THE PROBLEM: Lines to return, exactly: from the line with "and Kotlin objects." to the line with "use super::item::ItemData;" in the entries below, both included.
[TASK DATA Boundary: Start]
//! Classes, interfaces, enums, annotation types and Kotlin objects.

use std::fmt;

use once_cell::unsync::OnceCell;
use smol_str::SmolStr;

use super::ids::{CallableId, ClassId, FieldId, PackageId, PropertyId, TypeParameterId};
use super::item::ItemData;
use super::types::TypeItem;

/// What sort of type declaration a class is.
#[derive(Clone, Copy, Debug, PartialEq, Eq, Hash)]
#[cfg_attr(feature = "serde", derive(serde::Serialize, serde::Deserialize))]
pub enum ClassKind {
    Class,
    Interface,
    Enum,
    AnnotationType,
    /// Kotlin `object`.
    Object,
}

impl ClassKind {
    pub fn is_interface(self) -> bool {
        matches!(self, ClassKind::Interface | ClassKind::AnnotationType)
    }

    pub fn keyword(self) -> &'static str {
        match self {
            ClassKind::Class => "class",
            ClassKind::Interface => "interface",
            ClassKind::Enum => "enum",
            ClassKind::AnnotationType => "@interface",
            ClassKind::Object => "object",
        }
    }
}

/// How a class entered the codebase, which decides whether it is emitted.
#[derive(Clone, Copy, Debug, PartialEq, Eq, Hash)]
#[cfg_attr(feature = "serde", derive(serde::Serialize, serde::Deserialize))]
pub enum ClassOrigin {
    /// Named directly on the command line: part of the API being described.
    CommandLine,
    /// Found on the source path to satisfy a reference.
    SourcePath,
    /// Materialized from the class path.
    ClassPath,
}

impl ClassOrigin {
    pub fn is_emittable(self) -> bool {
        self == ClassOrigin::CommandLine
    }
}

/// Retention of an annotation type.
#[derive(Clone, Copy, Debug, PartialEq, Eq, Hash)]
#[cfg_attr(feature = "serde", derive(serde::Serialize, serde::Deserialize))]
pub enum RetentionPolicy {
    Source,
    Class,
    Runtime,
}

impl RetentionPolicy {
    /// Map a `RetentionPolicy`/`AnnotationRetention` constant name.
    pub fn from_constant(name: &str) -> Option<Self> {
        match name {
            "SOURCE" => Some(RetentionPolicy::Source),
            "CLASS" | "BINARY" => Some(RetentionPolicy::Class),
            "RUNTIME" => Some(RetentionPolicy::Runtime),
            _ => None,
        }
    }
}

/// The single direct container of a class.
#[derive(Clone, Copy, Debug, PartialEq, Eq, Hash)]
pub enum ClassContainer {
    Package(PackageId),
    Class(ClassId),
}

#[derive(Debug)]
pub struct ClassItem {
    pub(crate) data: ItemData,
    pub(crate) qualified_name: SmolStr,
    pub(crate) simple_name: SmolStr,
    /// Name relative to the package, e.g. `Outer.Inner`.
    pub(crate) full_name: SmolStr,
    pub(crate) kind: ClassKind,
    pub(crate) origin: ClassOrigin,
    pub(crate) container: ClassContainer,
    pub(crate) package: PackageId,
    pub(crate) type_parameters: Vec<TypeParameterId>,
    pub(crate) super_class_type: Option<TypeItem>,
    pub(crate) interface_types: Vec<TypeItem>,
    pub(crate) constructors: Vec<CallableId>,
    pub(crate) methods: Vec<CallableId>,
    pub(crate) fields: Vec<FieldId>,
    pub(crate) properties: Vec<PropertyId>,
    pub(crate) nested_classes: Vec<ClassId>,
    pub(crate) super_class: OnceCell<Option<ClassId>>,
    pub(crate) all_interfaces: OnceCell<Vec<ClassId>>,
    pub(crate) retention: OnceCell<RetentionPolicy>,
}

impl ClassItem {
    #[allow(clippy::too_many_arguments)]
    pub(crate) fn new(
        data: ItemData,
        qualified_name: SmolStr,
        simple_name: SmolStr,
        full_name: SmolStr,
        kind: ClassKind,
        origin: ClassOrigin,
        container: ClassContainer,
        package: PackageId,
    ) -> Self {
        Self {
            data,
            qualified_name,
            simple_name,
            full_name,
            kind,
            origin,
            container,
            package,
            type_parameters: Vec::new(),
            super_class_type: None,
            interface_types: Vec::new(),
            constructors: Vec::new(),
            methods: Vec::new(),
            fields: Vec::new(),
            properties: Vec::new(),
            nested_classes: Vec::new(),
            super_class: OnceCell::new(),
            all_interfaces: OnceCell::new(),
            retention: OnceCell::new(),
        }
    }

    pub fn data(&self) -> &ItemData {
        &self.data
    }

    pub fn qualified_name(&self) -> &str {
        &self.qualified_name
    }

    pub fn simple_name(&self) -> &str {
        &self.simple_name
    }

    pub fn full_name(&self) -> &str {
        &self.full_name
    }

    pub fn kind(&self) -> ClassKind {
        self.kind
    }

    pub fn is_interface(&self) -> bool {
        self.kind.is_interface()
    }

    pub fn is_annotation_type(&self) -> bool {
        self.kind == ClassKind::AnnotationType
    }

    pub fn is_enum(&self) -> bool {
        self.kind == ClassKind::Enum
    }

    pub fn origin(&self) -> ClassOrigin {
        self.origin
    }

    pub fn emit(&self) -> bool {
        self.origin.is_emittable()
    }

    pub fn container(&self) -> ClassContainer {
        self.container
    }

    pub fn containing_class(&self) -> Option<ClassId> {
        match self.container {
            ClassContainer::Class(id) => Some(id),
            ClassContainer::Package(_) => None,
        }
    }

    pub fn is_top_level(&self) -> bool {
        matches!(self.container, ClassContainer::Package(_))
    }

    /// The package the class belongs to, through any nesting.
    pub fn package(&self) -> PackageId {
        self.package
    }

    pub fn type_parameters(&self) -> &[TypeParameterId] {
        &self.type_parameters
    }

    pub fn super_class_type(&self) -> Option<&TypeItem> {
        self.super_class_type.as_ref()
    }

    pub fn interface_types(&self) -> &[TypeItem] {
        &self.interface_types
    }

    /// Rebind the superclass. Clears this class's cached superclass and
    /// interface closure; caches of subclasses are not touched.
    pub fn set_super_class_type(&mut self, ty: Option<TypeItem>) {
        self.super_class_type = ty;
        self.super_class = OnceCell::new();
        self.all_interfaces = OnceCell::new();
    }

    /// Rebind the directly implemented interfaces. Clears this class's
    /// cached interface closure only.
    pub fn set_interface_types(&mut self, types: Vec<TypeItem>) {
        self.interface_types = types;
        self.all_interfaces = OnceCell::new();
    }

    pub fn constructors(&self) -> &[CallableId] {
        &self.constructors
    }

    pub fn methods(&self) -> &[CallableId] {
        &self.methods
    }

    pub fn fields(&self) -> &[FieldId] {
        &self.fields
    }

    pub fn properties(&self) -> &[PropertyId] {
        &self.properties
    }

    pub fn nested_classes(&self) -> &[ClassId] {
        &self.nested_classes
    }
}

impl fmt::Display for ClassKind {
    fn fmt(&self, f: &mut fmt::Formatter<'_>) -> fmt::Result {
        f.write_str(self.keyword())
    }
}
[TASK DATA Boundary: End]
[TASK DATA Boundary: Start]
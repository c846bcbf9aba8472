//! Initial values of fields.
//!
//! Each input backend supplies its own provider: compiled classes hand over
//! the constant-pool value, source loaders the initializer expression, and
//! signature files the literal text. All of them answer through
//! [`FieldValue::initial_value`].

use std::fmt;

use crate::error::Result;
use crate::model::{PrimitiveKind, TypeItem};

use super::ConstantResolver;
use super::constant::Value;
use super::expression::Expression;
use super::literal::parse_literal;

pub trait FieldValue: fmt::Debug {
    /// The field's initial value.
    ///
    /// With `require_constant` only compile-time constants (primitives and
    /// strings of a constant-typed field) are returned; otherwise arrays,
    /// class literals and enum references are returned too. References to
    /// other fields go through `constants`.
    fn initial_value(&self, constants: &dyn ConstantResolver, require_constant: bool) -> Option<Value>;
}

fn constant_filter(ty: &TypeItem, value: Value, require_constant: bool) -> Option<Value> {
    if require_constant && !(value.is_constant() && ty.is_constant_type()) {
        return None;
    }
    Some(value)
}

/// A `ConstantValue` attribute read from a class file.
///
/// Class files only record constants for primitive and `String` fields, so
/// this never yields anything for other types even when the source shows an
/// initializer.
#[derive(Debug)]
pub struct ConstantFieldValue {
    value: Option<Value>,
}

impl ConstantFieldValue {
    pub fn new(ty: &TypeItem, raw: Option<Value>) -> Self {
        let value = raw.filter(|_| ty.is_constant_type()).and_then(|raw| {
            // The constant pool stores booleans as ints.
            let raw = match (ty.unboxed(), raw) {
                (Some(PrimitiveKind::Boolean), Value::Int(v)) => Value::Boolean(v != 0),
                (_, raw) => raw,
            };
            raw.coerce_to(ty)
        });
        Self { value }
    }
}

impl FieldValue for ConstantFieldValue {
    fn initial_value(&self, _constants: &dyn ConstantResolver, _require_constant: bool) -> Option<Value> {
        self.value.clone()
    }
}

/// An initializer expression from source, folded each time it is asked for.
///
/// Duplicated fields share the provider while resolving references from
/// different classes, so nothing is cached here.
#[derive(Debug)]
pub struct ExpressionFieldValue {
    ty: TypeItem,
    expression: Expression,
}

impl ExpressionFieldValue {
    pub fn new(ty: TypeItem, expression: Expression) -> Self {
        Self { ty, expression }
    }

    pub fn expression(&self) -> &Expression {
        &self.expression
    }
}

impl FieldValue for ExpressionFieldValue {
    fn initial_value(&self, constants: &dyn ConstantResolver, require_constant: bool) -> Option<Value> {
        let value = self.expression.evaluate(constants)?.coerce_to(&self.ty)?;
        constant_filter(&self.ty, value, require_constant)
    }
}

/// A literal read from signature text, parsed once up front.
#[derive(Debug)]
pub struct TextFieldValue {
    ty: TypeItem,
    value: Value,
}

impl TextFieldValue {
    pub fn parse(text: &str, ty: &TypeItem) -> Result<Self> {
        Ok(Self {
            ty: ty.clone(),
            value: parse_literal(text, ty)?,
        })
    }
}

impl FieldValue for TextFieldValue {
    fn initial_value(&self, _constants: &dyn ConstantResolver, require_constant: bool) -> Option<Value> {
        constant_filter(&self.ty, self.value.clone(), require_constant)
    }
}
[TASK DATA Boundary: End]
EXERCISE OUTPUT:
//! Classes, interfaces, enums, annotation types and Kotlin objects.

use std::fmt;

use once_cell::unsync::OnceCell;
use smol_str::SmolStr;

use super::ids::{CallableId, ClassId, FieldId, PackageId, PropertyId, TypeParameterId};
use super::item::ItemData;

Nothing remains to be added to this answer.